The world will soon meet a new superhero — one actor Simu Liu spent years yearning to play.
“Shang-Chi and the Legend of the Ten Rings” is the latest film in the Marvel Cinematic Universe. Liu stars as the hero, the son of the head of a mystical terrorist organization centered in China called the Ten Rings.
Trained by his father to be an assassin, Shang-Chi turns his back on the expectations his father set before him and attempts to make a new life for himself before understanding his true purpose.

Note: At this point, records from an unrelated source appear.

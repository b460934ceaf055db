//! Registry of pluggable run scorers.

use std::collections::BTreeMap;
use std::panic::AssertUnwindSafe;
use std::sync::Arc;

use async_trait::async_trait;
use futures::FutureExt;
use serde::{Deserialize, Serialize};
use tokio::sync::RwLock;
use tracing::{debug, warn};

use crate::evaluation::error::{EvaluatorError, Result};
use crate::hooks::registry::panic_message;
use crate::workflow::engine::WorkflowResult;

/// Objective name to score.
pub type Scores = BTreeMap<String, f64>;

/// Turns a finished run into named scores.
///
/// Implementations receive the result by shared reference and must be free
/// of side effects on it.
#[async_trait]
pub trait EvaluatorPlugin: Send + Sync {
    /// Unique identifier.
    fn id(&self) -> &str;

    /// Display name.
    fn name(&self) -> &str;

    /// Scores a run.
    async fn evaluate(&self, result: &WorkflowResult) -> Result<Scores>;
}

/// Identity of a registered evaluator.
#[derive(Debug, Clone, PartialEq, Eq, Serialize, Deserialize)]
pub struct EvaluatorInfo {
    /// Evaluator id.
    pub id: String,
    /// Display name.
    pub name: String,
}

/// Scores from every evaluator plus the evaluators that failed.
#[derive(Debug, Clone, Default, PartialEq, Serialize, Deserialize)]
#[serde(rename_all = "camelCase")]
pub struct EvaluationReport {
    /// Merged scores; later evaluators win on key collisions.
    pub scores: Scores,
    /// Evaluator id to error message.
    pub failures: BTreeMap<String, String>,
}

impl EvaluationReport {
    /// Whether every evaluator succeeded.
    pub fn is_complete(&self) -> bool {
        self.failures.is_empty()
    }
}

/// Evaluators in registration order.
///
/// Cloning shares the registry.
#[derive(Clone, Default)]
pub struct EvaluatorRegistry {
    evaluators: Arc<RwLock<Vec<Arc<dyn EvaluatorPlugin>>>>,
}

impl std::fmt::Debug for EvaluatorRegistry {
    fn fmt(&self, f: &mut std::fmt::Formatter<'_>) -> std::fmt::Result {
        f.debug_struct("EvaluatorRegistry").finish_non_exhaustive()
    }
}

impl EvaluatorRegistry {
    /// Creates an empty registry.
    pub fn new() -> Self {
        Self::default()
    }

    /// Registers an evaluator, replacing one with the same id in place.
    pub async fn register(&self, evaluator: Arc<dyn EvaluatorPlugin>) -> Option<Arc<dyn EvaluatorPlugin>> {
        let mut evaluators = self.evaluators.write().await;
        debug!(evaluator = %evaluator.id(), "Registering evaluator");
        if let Some(slot) = evaluators.iter_mut().find(|e| e.id() == evaluator.id()) {
            return Some(std::mem::replace(slot, evaluator));
        }
        evaluators.push(evaluator);
        None
    }

    /// Removes an evaluator. Returns whether it existed.
    pub async fn unregister(&self, id: &str) -> bool {
        let mut evaluators = self.evaluators.write().await;
        let before = evaluators.len();
        evaluators.retain(|e| e.id() != id);
        evaluators.len() != before
    }

    /// Looks up an evaluator.
    pub async fn get(&self, id: &str) -> Option<Arc<dyn EvaluatorPlugin>> {
        self.evaluators.read().await.iter().find(|e| e.id() == id).cloned()
    }

    /// Registered evaluators in registration order.
    pub async fn list(&self) -> Vec<EvaluatorInfo> {
        self.evaluators
            .read()
            .await
            .iter()
            .map(|e| EvaluatorInfo { id: e.id().to_string(), name: e.name().to_string() })
            .collect()
    }

    /// Whether no evaluator is registered.
    pub async fn is_empty(&self) -> bool {
        self.evaluators.read().await.is_empty()
    }

    /// Number of registered evaluators.
    pub async fn len(&self) -> usize {
        self.evaluators.read().await.len()
    }

    /// Runs one evaluator.
    ///
    /// # Errors
    /// [`EvaluatorError::NotFound`] for an unknown id, otherwise whatever the
    /// evaluator reported. Panics become [`EvaluatorError::Failed`] and
    /// non-finite scores [`EvaluatorError::InvalidResult`].
    pub async fn evaluate(&self, id: &str, result: &WorkflowResult) -> Result<Scores> {
        let evaluator =
            self.get(id).await.ok_or_else(|| EvaluatorError::NotFound(id.to_string()))?;
        run_evaluator(evaluator.as_ref(), result).await
    }

    /// Runs every evaluator, collecting scores and failures.
    pub async fn evaluate_all(&self, result: &WorkflowResult) -> EvaluationReport {
        let evaluators: Vec<Arc<dyn EvaluatorPlugin>> = self.evaluators.read().await.clone();
        let mut report = EvaluationReport::default();
        for evaluator in evaluators {
            match run_evaluator(evaluator.as_ref(), result).await {
                Ok(scores) => report.scores.extend(scores),
                Err(e) => {
                    warn!(evaluator = %evaluator.id(), error = %e, "Evaluator failed");
                    report.failures.insert(evaluator.id().to_string(), e.to_string());
                }
            }
        }
        report
    }
}

async fn run_evaluator(evaluator: &dyn EvaluatorPlugin, result: &WorkflowResult) -> Result<Scores> {
    let scores = AssertUnwindSafe(evaluator.evaluate(result)).catch_unwind().await.map_err(
        |panic| EvaluatorError::Failed {
            evaluator: evaluator.id().to_string(),
            message: format!("panicked: {}", panic_message(panic.as_ref())),
        },
    )??;

    if let Some((name, value)) = scores.iter().find(|(_, v)| !v.is_finite()) {
        return Err(EvaluatorError::InvalidResult {
            evaluator: evaluator.id().to_string(),
            message: format!("score {name} is {value}"),
        });
    }
    Ok(scores)
}
//! Tracing subscriber setup.

use anyhow::Context;
use tracing_subscriber::{EnvFilter, layer::SubscriberExt, util::SubscriberInitExt};

use crate::config::LoggingConfig;

/// Installs the global `tracing` subscriber.
///
/// `RUST_LOG` wins over `config.level`. Calling this again after a subscriber
/// is installed returns an error and leaves the existing one in place.
///
/// # Errors
/// Returns error if the filter directive is invalid or a global subscriber
/// already exists.
pub fn init_logging(config: &LoggingConfig) -> anyhow::Result<()> {
    let filter = match EnvFilter::try_from_default_env() {
        Ok(filter) => filter,
        Err(_) => EnvFilter::try_new(&config.level)
            .with_context(|| format!("invalid log level directive '{}'", config.level))?,
    };

    tracing_subscriber::registry()
        .with(filter)
        .with(config.json.then(|| tracing_subscriber::fmt::layer().json()))
        .with((!config.json).then(tracing_subscriber::fmt::layer))
        .try_init()
        .context("failed to install tracing subscriber")?;
    Ok(())
}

Ahead of the film opening in theaters this week, Liu’s face is plastered on billboards all around major cities like Los Angeles. The actor says he dreamed about starring in a film like this when he began his career eight years ago but seeing his likeness all over town induces anxiety — especially the massive billboard on Sunset Boulevard.
“I think I’m really aware of just how few faces I’ve seen over my life that have looked like me on movie posters,” he says. “Representation, of course, is important and meaningful. I just can’t get used to it.”
Back in 2014, Liu tweeted Marvel and asked when the MCU will include an Asian American superhero. Marvel studio executives didn’t read the tweet he sent out to around 27 followers, he says, but it marked Liu vocalizing his dreams as an actor.
Liu encourages people to speak their ambitions aloud and give themselves permission to chase dreams.
“I feel like so often we have these dreams and ambitions within us and we kill them before we ever get to say them out loud because we judge them,” he says. “But I do feel like everyone has something within them that they’ve always wanted to try and pursue.”
“Shang-Chi” includes subtle but powerful messages about identity and the choices people make to assimilate. The hero is forced to come to terms with his heritage and through that, a superhero is born.
Growing up, Liu says he wanted to “hide his Asianness” at times like when kids made fun of his “smelly” lunch. Microaggressions and more overt racism made him feel inferior and like he didn’t belong.
When he got involved with the arts, Liu started talking more about representation and realized the way the media furthers stereotypes about Asian people. Seeing these depictions as a kid impacted his self-worth and confidence, he says.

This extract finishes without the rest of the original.